Each stationary sleeve limb has a pivot end and a free end. The pivot end is attached to the stationary sleeve, so that each stationary sleeve limb can pivot between an erected posture and a collapsed posture. In the erected posture, each stationary sleeve limb depends from the stationary sleeve in a substantially horizontally orientation with respect to the vertical trunk. More specifically, each stationary sleeve limb depends from the stationary sleeve in a radial direction that is downward to the free end. In the collapsed posture the stationary sleeve limb is in substantial parallel juxtaposition to the trunk. Each stationary sleeve limb of one plurality of stationary sleeve limbs is in vertical alignment with a stationary sleeve limb of at least one other plurality of stationary sleeve limbs, in an alignment that includes a principal stationary sleeve limb.

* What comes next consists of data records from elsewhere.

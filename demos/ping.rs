//! Ping - connect to a programmer and print what it reports.
//!
//! This demo shows:
//! - Building a client with a custom request timeout
//! - Connecting over a serial-to-TCP bridge
//! - Typed device operations and link events
//!
//! # Running
//!
//! Expose the programmer's serial port over TCP (e.g. `ser2net`), then:
//!
//! ```text
//! RUST_LOG=opup_client=debug cargo run --example ping -- 192.168.1.40:2000
//! ```

use std::time::Duration;

use opup_client::{ClientEvent, ProtocolClient, StreamTransport};
use tracing_subscriber::EnvFilter;

#[tokio::main]
async fn main() -> Result<(), Box<dyn std::error::Error>> {
    let filter =
        EnvFilter::try_from_default_env().unwrap_or_else(|_| EnvFilter::new("opup_client=info"));
    tracing_subscriber::fmt().with_env_filter(filter).init();

    let addr = std::env::args()
        .nth(1)
        .unwrap_or_else(|| "127.0.0.1:2000".to_string());

    let client = ProtocolClient::<StreamTransport<tokio::net::TcpStream>>::builder()
        .request_timeout(Duration::from_millis(500))
        .build(StreamTransport::tcp(addr.as_str()))?;

    // Report link failures as they happen
    let mut events = client.subscribe();
    tokio::spawn(async move {
        while let Ok(event) = events.recv().await {
            match event {
                ClientEvent::TransportError(message) => eprintln!("link error: {}", message),
                ClientEvent::Disconnected => eprintln!("disconnected"),
                ClientEvent::Unsolicited(frame) => {
                    eprintln!("unsolicited frame: cmd 0x{:02X}", frame.cmd())
                }
                ClientEvent::FrameReceived(_) => {}
            }
        }
    });

    client.connect().await?;
    println!("connected to {}", addr);

    client.ping().await?;
    println!("ping: ok");

    let caps = client.get_caps().await?;
    println!("protocol: {} {} ({})", caps.proto, caps.ver, caps.caps.join(", "));

    let status = client.get_status().await?;
    println!("state: {}, uptime: {:?}", status.state, status.uptime());
    if let Some(free) = status.free_ram {
        println!("free RAM: {} bytes", free);
    }

    match client.spi_scan().await? {
        Some(id) => println!(
            "SPI flash: manufacturer 0x{:02X}, device 0x{:04X}",
            id.manufacturer, id.device
        ),
        None => println!("SPI flash: none"),
    }

    client.close().await?;
    Ok(())
}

A plurality of guide sleeve limbs, each of which is pivotally connected to the guide sleeve, also substantially surrounds the trunk. Each guide sleeve limb has a pivot end and an upper extremity. The pivot end is attached to the guide sleeve. This structure is analogous to the structure of the stationary sleeve and its limbs, so that accordingly, each guide sleeve limb is pivotal between a erected posture and a collapsed posture. However, each guide sleeve limb, when in the erected posture that is substantially horizontal to the vertical oriented trunk, extends from the trunk radially and upwardly. When in the collapsed posture the guide sleeve limb extneds upwardly in substantial parallel juxtaposition to the trunk.

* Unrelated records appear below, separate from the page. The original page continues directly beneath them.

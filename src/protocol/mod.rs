//! Protocol module - wire format, framing, and frame types.
//!
//! This module implements the binary OPUP protocol:
//! - 6-byte header plus CRC32 trailer encoding/decoding
//! - Stream reassembler for accumulating partial reads
//! - Command and device error code constants
//! - Frame struct with typed accessors

pub mod commands;
mod frame;
mod reassembler;
mod wire_format;

pub use frame::{DecodeError, Frame, FrameCodec};
pub use reassembler::{
    ReassemblerStats, StreamReassembler, DEFAULT_MAX_BUFFER_SIZE, DEFAULT_MAX_ITERATIONS,
};
pub use wire_format::{
    crc32, flags, Header, CRC_SIZE, HEADER_SIZE, MAX_FRAME_SIZE, MAX_PAYLOAD_SIZE, RESERVED_SEQ,
    SOF,
};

A plurality of vertical connecting branches each extend substantially parallel to the trunk. Each vertical branch is pivotally connected to a principal stationary sleeve limb and at least one stationary sleeve limb aligned with that principal stationary sleeve limb. The vertical branches are also pivotally connected to a guide sleeve limb that is in alignment with the principal stationary sleeve limb. Such connecting structures substantially surround the tree.

The pop-up artificial Christmas tree may be popped-up to an erected posture when the guide sleeve is pushed upwardly into proximity with the principal stationary sleeve while the tree trunk is vertically oriented. This causes the guide sleeve limbs to push stationary sleeve limbs upwardly and outwardly and causes the vertical branches to push other stationary sleeve limbs upwardly and outwardly. Upswept branches on the stationary sleeve limbs effect an appearance of a natural evergreen tree.

A hold pin is provided to be inserted through the aperture in the bottom portion of the trunk to secure the guide sleeve in a position of proximity with the principal stationary sleeve. The trunk extension insertable in the socket of the trunk top has a plurality of limbs and branches topping off the tree in a natural appearance.

The pop-up artifical Christmas tree may be put in a collapsed storage state by sliding the guide sleeve into a position that is remote from the principal stationary sleeve. This causes guide sleeve limbs to pull upon principal stationary sleeve limbs and vertical branches, which in turn pull upon other stationary sleeve limbs, to collapse all of the limbs into substantially parallel juxtaposition to the trunk.

When the pop-up artifical Christmas tree is put in the collapsed storage state, the extension, which is taken out of the socket, may be stored beside the trunk. The tree and the detached parts may be wrapped up in a cover that may also be used for spreading beneath the tree over the stand to further dress the tree.

BRIEF DESCRIPTION OF THE DRAWINGS

FIG. 1 is a partial elevation and partial schematic cut-away of the pop-up artificial Christmas tree that is the present invention.

FIG. 2 is a cross-sectional view taken in the direction of arrows 2--2 in FIG. 1, showing the stand for supporting the pop-up artificial Christmas tree in a vertical disposition.

FIG. 3 is a cross-sectional view taken in the direction of arrows 3--3 in FIG. 2.

FIG. 4 is a cross-sectional view taken through the trunk in that direction of arrows 4--4 in FIG. 1.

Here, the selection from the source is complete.